[Collected data entries]
++++++++++++++++++++

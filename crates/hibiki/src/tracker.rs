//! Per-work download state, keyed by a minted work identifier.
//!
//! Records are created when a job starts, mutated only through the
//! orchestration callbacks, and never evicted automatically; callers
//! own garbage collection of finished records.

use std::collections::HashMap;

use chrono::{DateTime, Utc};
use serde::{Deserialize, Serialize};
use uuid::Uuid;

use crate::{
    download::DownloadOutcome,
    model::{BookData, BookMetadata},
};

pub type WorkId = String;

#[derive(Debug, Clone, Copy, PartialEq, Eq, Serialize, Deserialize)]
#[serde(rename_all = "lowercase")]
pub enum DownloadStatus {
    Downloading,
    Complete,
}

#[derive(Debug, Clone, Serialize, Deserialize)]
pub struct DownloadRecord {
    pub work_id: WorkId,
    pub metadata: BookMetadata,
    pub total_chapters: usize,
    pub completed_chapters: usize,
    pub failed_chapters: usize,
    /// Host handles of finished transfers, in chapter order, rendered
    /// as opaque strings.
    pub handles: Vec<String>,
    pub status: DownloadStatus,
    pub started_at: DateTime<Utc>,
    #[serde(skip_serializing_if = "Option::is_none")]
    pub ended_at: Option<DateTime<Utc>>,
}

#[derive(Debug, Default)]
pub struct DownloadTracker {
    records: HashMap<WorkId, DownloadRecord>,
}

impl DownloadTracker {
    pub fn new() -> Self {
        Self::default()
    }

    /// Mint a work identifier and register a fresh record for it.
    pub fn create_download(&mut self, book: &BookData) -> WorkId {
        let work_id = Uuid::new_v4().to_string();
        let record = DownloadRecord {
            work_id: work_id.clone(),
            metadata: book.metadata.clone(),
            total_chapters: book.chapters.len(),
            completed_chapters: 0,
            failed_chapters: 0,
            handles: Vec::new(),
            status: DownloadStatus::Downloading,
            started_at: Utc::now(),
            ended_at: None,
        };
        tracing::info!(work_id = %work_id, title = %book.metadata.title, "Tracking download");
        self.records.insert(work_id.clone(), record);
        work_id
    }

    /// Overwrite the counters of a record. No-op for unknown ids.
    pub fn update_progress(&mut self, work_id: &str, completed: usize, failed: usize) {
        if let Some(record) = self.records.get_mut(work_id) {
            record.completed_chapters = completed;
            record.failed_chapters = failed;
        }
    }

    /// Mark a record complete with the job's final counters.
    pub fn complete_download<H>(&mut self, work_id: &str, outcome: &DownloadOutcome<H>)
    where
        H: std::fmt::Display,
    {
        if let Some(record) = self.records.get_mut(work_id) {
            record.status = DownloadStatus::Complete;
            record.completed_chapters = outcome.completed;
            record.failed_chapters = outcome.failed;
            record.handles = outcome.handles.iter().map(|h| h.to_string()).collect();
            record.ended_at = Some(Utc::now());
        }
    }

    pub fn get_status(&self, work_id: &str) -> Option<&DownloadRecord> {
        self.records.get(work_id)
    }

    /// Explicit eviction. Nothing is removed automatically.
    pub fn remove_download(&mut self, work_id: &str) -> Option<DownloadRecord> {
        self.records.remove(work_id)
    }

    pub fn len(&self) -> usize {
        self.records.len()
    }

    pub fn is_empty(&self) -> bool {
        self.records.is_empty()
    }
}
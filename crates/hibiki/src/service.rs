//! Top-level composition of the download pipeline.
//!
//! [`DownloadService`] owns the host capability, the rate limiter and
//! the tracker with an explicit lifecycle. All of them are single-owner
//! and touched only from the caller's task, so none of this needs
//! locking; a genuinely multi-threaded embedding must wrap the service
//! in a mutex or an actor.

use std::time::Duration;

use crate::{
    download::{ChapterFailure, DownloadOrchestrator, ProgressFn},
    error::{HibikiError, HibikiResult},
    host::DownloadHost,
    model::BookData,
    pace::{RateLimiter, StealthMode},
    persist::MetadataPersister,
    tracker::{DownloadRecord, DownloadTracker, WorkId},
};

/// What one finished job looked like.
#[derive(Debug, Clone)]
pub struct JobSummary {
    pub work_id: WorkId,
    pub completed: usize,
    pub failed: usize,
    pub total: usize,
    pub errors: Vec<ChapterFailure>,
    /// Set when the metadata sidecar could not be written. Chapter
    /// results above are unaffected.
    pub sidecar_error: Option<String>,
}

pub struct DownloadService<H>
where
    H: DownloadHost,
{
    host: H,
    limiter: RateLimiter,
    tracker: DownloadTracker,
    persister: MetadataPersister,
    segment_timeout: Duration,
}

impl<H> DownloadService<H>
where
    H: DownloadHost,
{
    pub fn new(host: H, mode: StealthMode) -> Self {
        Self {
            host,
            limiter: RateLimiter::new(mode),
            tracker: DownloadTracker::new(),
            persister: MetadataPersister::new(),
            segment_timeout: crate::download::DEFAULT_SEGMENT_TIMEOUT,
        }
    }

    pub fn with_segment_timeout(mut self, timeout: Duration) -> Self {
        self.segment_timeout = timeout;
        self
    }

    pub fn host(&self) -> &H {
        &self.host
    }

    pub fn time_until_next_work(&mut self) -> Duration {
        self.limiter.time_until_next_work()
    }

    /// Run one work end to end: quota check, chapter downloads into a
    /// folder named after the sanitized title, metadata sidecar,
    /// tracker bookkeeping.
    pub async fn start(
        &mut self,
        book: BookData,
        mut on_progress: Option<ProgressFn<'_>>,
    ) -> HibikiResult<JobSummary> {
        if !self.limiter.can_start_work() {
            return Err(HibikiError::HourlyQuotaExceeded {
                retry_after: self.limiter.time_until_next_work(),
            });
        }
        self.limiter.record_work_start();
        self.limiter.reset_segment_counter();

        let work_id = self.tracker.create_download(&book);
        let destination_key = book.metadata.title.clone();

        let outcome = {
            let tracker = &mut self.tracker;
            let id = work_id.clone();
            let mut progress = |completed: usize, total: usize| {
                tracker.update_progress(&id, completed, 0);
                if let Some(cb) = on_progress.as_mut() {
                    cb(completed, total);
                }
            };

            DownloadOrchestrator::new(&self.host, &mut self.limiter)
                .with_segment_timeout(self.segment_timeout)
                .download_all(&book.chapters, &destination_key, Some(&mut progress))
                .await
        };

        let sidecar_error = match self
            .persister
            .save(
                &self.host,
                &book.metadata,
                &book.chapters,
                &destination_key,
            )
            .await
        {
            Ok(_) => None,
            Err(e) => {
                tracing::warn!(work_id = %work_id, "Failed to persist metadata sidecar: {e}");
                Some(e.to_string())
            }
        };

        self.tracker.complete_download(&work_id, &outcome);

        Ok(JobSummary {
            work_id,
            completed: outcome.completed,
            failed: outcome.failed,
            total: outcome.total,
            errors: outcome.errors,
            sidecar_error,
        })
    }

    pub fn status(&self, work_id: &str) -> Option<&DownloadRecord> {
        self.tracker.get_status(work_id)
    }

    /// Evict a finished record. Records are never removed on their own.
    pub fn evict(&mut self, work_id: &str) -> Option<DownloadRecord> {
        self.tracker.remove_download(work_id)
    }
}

++++++++++++++++++++

EXERCISE REQUIREMENTS ▸ Retype every entry above, word for word.

PROBLEM SOLUTION ▸
filename crates/hibiki/src/tracker.rs
//! Per-work download state, keyed by a minted work identifier.
//!
//! Records are created when a job starts, mutated only through the
//! orchestration callbacks, and never evicted automatically; callers
//! own garbage collection of finished records.

use std::collections::HashMap;

use chrono::{DateTime, Utc};
use serde::{Deserialize, Serialize};
use uuid::Uuid;

use crate::{
    download::DownloadOutcome,
    model::{BookData, BookMetadata},
};

pub type WorkId = String;

#[derive(Debug, Clone, Copy, PartialEq, Eq, Serialize, Deserialize)]
#[serde(rename_all = "lowercase")]
pub enum DownloadStatus {
    Downloading,
    Complete,
}

#[derive(Debug, Clone, Serialize, Deserialize)]
pub struct DownloadRecord {
    pub work_id: WorkId,
    pub metadata: BookMetadata,
    pub total_chapters: usize,
    pub completed_chapters: usize,
    pub failed_chapters: usize,
    /// Host handles of finished transfers, in chapter order, rendered
    /// as opaque strings.
    pub handles: Vec<String>,
    pub status: DownloadStatus,
    pub started_at: DateTime<Utc>,
    #[serde(skip_serializing_if = "Option::is_none")]
    pub ended_at: Option<DateTime<Utc>>,
}

#[derive(Debug, Default)]
pub struct DownloadTracker {
    records: HashMap<WorkId, DownloadRecord>,
}

impl DownloadTracker {
    pub fn new() -> Self {
        Self::default()
    }

    /// Mint a work identifier and register a fresh record for it.
    pub fn create_download(&mut self, book: &BookData) -> WorkId {
        let work_id = Uuid::new_v4().to_string();
        let record = DownloadRecord {
            work_id: work_id.clone(),
            metadata: book.metadata.clone(),
            total_chapters: book.chapters.len(),
            completed_chapters: 0,
            failed_chapters: 0,
            handles: Vec::new(),
            status: DownloadStatus::Downloading,
            started_at: Utc::now(),
            ended_at: None,
        };
        tracing::info!(work_id = %work_id, title = %book.metadata.title, "Tracking download");
        self.records.insert(work_id.clone(), record);
        work_id
    }

    /// Overwrite the counters of a record. No-op for unknown ids.
    pub fn update_progress(&mut self, work_id: &str, completed: usize, failed: usize) {
        if let Some(record) = self.records.get_mut(work_id) {
            record.completed_chapters = completed;
            record.failed_chapters = failed;
        }
    }

    /// Mark a record complete with the job's final counters.
    pub fn complete_download<H>(&mut self, work_id: &str, outcome: &DownloadOutcome<H>)
    where
        H: std::fmt::Display,
    {
        if let Some(record) = self.records.get_mut(work_id) {
            record.status = DownloadStatus::Complete;
            record.completed_chapters = outcome.completed;
            record.failed_chapters = outcome.failed;
            record.handles = outcome.handles.iter().map(|h| h.to_string()).collect();
            record.ended_at = Some(Utc::now());
        }
    }

    pub fn get_status(&self, work_id: &str) -> Option<&DownloadRecord> {
        self.records.get(work_id)
    }

    /// Explicit eviction. Nothing is removed automatically.
    pub fn remove_download(&mut self, work_id: &str) -> Option<DownloadRecord> {
        self.records.remove(work_id)
    }

    pub fn len(&self) -> usize {
        self.records.len()
    }

    pub fn is_empty(&self) -> bool {
        self.records.is_empty()
    }
}
filename crates/hibiki/src/service.rs
//! Top-level composition of the download pipeline.
//!
//! [`DownloadService`] owns the host capability, the rate limiter and
//! the tracker with an explicit lifecycle. All of them are single-owner
//! and touched only from the caller's task, so none of this needs
//! locking; a genuinely multi-threaded embedding must wrap the service
//! in a mutex or an actor.

use std::time::Duration;

use crate::{
    download::{ChapterFailure, DownloadOrchestrator, ProgressFn},
    error::{HibikiError, HibikiResult},
    host::DownloadHost,
    model::BookData,
    pace::{RateLimiter, StealthMode},
    persist::MetadataPersister,
    tracker::{DownloadRecord, DownloadTracker, WorkId},
};

/// What one finished job looked like.
#[derive(Debug, Clone)]
pub struct JobSummary {
    pub work_id: WorkId,
    pub completed: usize,
    pub failed: usize,
    pub total: usize,
    pub errors: Vec<ChapterFailure>,
    /// Set when the metadata sidecar could not be written. Chapter
    /// results above are unaffected.
    pub sidecar_error: Option<String>,
}

pub struct DownloadService<H>
where
    H: DownloadHost,
{
    host: H,
    limiter: RateLimiter,
    tracker: DownloadTracker,
    persister: MetadataPersister,
    segment_timeout: Duration,
}

impl<H> DownloadService<H>
where
    H: DownloadHost,
{
    pub fn new(host: H, mode: StealthMode) -> Self {
        Self {
            host,
            limiter: RateLimiter::new(mode),
            tracker: DownloadTracker::new(),
            persister: MetadataPersister::new(),
            segment_timeout: crate::download::DEFAULT_SEGMENT_TIMEOUT,
        }
    }

    pub fn with_segment_timeout(mut self, timeout: Duration) -> Self {
        self.segment_timeout = timeout;
        self
    }

    pub fn host(&self) -> &H {
        &self.host
    }

    pub fn time_until_next_work(&mut self) -> Duration {
        self.limiter.time_until_next_work()
    }

    /// Run one work end to end: quota check, chapter downloads into a
    /// folder named after the sanitized title, metadata sidecar,
    /// tracker bookkeeping.
    pub async fn start(
        &mut self,
        book: BookData,
        mut on_progress: Option<ProgressFn<'_>>,
    ) -> HibikiResult<JobSummary> {
        if !self.limiter.can_start_work() {
            return Err(HibikiError::HourlyQuotaExceeded {
                retry_after: self.limiter.time_until_next_work(),
            });
        }
        self.limiter.record_work_start();
        self.limiter.reset_segment_counter();

        let work_id = self.tracker.create_download(&book);
        let destination_key = book.metadata.title.clone();

        let outcome = {
            let tracker = &mut self.tracker;
            let id = work_id.clone();
            let mut progress = |completed: usize, total: usize| {
                tracker.update_progress(&id, completed, 0);
                if let Some(cb) = on_progress.as_mut() {
                    cb(completed, total);
                }
            };

            DownloadOrchestrator::new(&self.host, &mut self.limiter)
                .with_segment_timeout(self.segment_timeout)
                .download_all(&book.chapters, &destination_key, Some(&mut progress))
                .await
        };

        let sidecar_error = match self
            .persister
            .save(
                &self.host,
                &book.metadata,
                &book.chapters,
                &destination_key,
            )
            .await
        {
            Ok(_) => None,
            Err(e) => {
                tracing::warn!(work_id = %work_id, "Failed to persist metadata sidecar: {e}");
                Some(e.to_string())
            }
        };

        self.tracker.complete_download(&work_id, &outcome);

        Ok(JobSummary {
            work_id,
            completed: outcome.completed,
            failed: outcome.failed,
            total: outcome.total,
            errors: outcome.errors,
            sidecar_error,
        })
    }

    pub fn status(&self, work_id: &str) -> Option<&DownloadRecord> {
        self.tracker.get_status(work_id)
    }

    /// Evict a finished record. Records are never removed on their own.
    pub fn evict(&mut self, work_id: &str) -> Option<DownloadRecord> {
        self.tracker.remove_download(work_id)
    }
}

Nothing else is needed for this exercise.